Using IK word breakers, extending IK word banks, and stopping word banks

Using IK word breakers

Integrated ik word breaker https://mp.csdn.net/postedit/93602713

Entity class PosEntity

/** Omit getter and setter*/
class PosEntity{
		private Integer posId;
		private String posName;
		private String posAddress;
	}

In entity class, posName and posAddress are both used as Chinese fields, and IK word breaker is used.

Create index

@Test
	public void createIKIndex(){
		XContentBuilder contentBuilder = null;
		try {
			contentBuilder = XContentFactory.jsonBuilder()
					.startObject()
					.startObject(typeName)
					.startObject("properties")
					.startObject("posId").field("type","integer").endObject()
					.startObject("posName").field("type","text").field("analyzer","ik_max_word").endObject()
					.startObject("posAddress").field("type","text").field("analyzer","ik_max_word").endObject()
					.endObject()
					.endObject()
					.endObject();
		} catch (IOException e) {
			e.printStackTrace();
		}
		client.admin().indices().prepareCreate(ikIndexName).addMapping(typeName, contentBuilder).get();
	}

Import data

	@Test
	public void loadIKData(){
		PosEntity entity = new PosEntity(3, "Chongqing B21902321", "China is the most populous country in the world");
		PosEntity entity1 = new PosEntity(4, "Chongqing A21902321", "Today's your birthday, fat head");
		client.prepareIndex(ikIndexName, typeName, "3").setSource(JSONObject.toJSONString(entity), XContentType.JSON).get();
		client.prepareIndex(ikIndexName, typeName, "4").setSource(JSONObject.toJSONString(entity1), XContentType.JSON).get();
	}

There are license plate numbers and normal statements imported.

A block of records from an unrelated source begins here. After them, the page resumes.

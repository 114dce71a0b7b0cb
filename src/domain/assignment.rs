// Output of a run: the per-edge flow assignment and the plan wrapping it.
//
// Stored flows are the solver's values; rounding happens only when
// displaying, so downstream computations (line thickness, totals) see the
// exact numbers.

use super::models::SolverStatistics;
use super::value_objects::{RouteKind, SolutionStatus};
use std::fmt;

/// Positive flow on one edge
#[derive(Debug, Clone, PartialEq)]
pub struct EdgeFlow {
    pub source: String,
    pub destination: String,
    pub route: Option<RouteKind>,
    pub flow: f64,
    /// Objective coefficient the edge was priced with
    pub unit_objective: f64,
}

/// Edges carrying strictly positive flow, in edge order
#[derive(Debug, Clone, PartialEq, Default)]
pub struct FlowAssignment {
    flows: Vec<EdgeFlow>,
    precision: usize,
}

impl FlowAssignment {
    pub fn new(flows: Vec<EdgeFlow>, precision: usize) -> Self {
        Self { flows, precision }
    }

    pub fn iter(&self) -> impl Iterator<Item = &EdgeFlow> {
        self.flows.iter()
    }

    pub fn len(&self) -> usize {
        self.flows.len()
    }

    pub fn is_empty(&self) -> bool {
        self.flows.is_empty()
    }

    pub fn precision(&self) -> usize {
        self.precision
    }

    /// Flow on `source -> destination`, zero when the edge carries nothing
    pub fn get(&self, source: &str, destination: &str) -> f64 {
        self.flows
            .iter()
            .find(|f| f.source == source && f.destination == destination)
            .map_or(0.0, |f| f.flow)
    }

    pub fn inflow(&self, node: &str) -> f64 {
        self.flows
            .iter()
            .filter(|f| f.destination == node)
            .map(|f| f.flow)
            .sum()
    }

    pub fn outflow(&self, node: &str) -> f64 {
        self.flows
            .iter()
            .filter(|f| f.source == node)
            .map(|f| f.flow)
            .sum()
    }

    pub fn total_flow(&self) -> f64 {
        self.flows.iter().map(|f| f.flow).sum()
    }

    pub fn max_flow(&self) -> Option<f64> {
        self.flows.iter().map(|f| f.flow).reduce(f64::max)
    }

    /// Objective recomputed from the stored flows
    pub fn total_cost(&self) -> f64 {
        self.flows.iter().map(|f| f.flow * f.unit_objective).sum()
    }

    /// Flow rounded to the display precision
    pub fn rounded(&self, flow: f64) -> f64 {
        let scale = 10f64.powi(self.precision as i32);
        (flow * scale).round() / scale
    }

    /// Line thickness per edge, scaled linearly from `min` to `max` by flow
    /// relative to the largest flow
    pub fn line_weights(&self, min: f64, max: f64) -> Vec<(&EdgeFlow, f64)> {
        let Some(largest) = self.max_flow() else {
            return Vec::new();
        };
        self.flows
            .iter()
            .map(|f| (f, min + (f.flow / largest) * (max - min)))
            .collect()
    }
}

/// Result of a successful run
#[derive(Debug, Clone)]
pub struct FlowPlan {
    pub status: SolutionStatus,
    pub objective_value: f64,
    pub assignment: FlowAssignment,
    pub statistics: SolverStatistics,
    pub solver: String,
}

impl fmt::Display for FlowPlan {
    fn fmt(&self, f: &mut fmt::Formatter<'_>) -> fmt::Result {
        let precision = self.assignment.precision();
        writeln!(f, "Status: {}", self.status)?;
        writeln!(f, "Total Cost: {}", self.objective_value)?;
        for edge in self.assignment.iter() {
            writeln!(
                f,
                "Flow from {} to {}: {:.*}",
                edge.source, edge.destination, precision, edge.flow
            )?;
        }
        Ok(())
    }
}

#[cfg(test)]
mod tests {
    use super::*;

    fn edge(source: &str, destination: &str, flow: f64, unit_objective: f64) -> EdgeFlow {
        EdgeFlow {
            source: source.to_string(),
            destination: destination.to_string(),
            route: None,
            flow,
            unit_objective,
        }
    }

    fn assignment() -> FlowAssignment {
        FlowAssignment::new(
            vec![
                edge("F1", "W1", 40.0, 2.0),
                edge("W1", "S1", 30.0, 1.0),
                edge("W1", "S2", 10.004, 3.0),
            ],
            2,
        )
    }

    #[test]
    fn aggregates_by_node() {
        let a = assignment();
        assert_eq!(a.get("F1", "W1"), 40.0);
        assert_eq!(a.get("W1", "F1"), 0.0);
        assert_eq!(a.inflow("W1"), 40.0);
        assert!((a.outflow("W1") - 40.004).abs() < 1e-12);
        assert_eq!(a.max_flow(), Some(40.0));
        assert!((a.total_flow() - 80.004).abs() < 1e-9);
        assert!((a.total_cost() - (80.0 + 30.0 + 30.012)).abs() < 1e-9);
    }

    #[test]
    fn rounding_is_display_only() {
        let a = assignment();
        let last = a.iter().last().unwrap();
        assert_eq!(a.rounded(last.flow), 10.0);
        assert_eq!(last.flow, 10.004);
    }

    #[test]
    fn line_weights_span_the_range() {
        let a = assignment();
        let weights = a.line_weights(2.0, 6.0);
        assert_eq!(weights[0].1, 6.0);
        assert_eq!(weights[1].1, 5.0);
        assert!(FlowAssignment::default().line_weights(2.0, 6.0).is_empty());
    }

    #[test]
    fn plan_renders_report() {
        let plan = FlowPlan {
            status: SolutionStatus::Optimal,
            objective_value: 140.012,
            assignment: assignment(),
            statistics: SolverStatistics::default(),
            solver: "test".into(),
        };
        let report = plan.to_string();
        assert!(report.starts_with("Status: Optimal\nTotal Cost: 140.012\n"));
        assert!(report.contains("Flow from W1 to S2: 10.00\n"));
    }
}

The participle situation can be found in kibana.

	GET _analyze
	{"text":"Today is your birthday, fat man.","analyzer":"ik_max_word"}

See.

Search similar to previous

	@Test
	public void multiIK(){
		MultiMatchQueryBuilder queryBuilder = new MultiMatchQueryBuilder("It's yours", "posName", "posAddress");
		SearchRequestBuilder builder = client.prepareSearch(ikIndexName, typeName).setQuery(queryBuilder);
		execSearch(builder);
	}

	@Test
	public void ikStringQuery(){
		QueryStringQueryBuilder queryStringQueryBuilder = new QueryStringQueryBuilder("posAddress:It's yours");
		SearchRequestBuilder builder = client.prepareSearch(ikIndexName, typeName).setQuery(queryStringQueryBuilder);
		execSearch(builder);
	}

Expand ik Thesaurus

First use kibana to analyze the sentence "blue thin mushroom is delicious"

	GET _analyze
	{"text":"Thin blue mushroom is delicious","analyzer":"ik_max_word"}

The results are as follows

{
  "tokens": [
    {
      "token": "blue",
      "start_offset": 0,
      "end_offset": 1,
      "type": "CN_CHAR",
      "position": 0
    },
    {
      "token": "thin",
      "start_offset": 1,
      "end_offset": 2,
      "type": "CN_CHAR",
      "position": 1
    },
    {
      "token": "Mushrooms",
      "start_offset": 2,
      "end_offset": 4,
      "type": "CN_WORD",
      "position": 2
    },
    {
      "token": "very good",
      "start_offset": 4,
      "end_offset": 6,
      "type": "CN_WORD",
      "position": 3
    },
    {
      "token": "very",
      "start_offset": 4,
      "end_offset": 5,
      "type": "CN_CHAR",
      "position": 4
    },
    {
      "token": "Yummy",
      "start_offset": 5,
      "end_offset": 7,
      "type": "CN_WORD",
      "position": 5
    }
  ]
}

The blue thin mushroom is not recognized as a word, it is very recognized. Now let the blue thin mushroom be recognized as a whole, which is ignored as a stop word.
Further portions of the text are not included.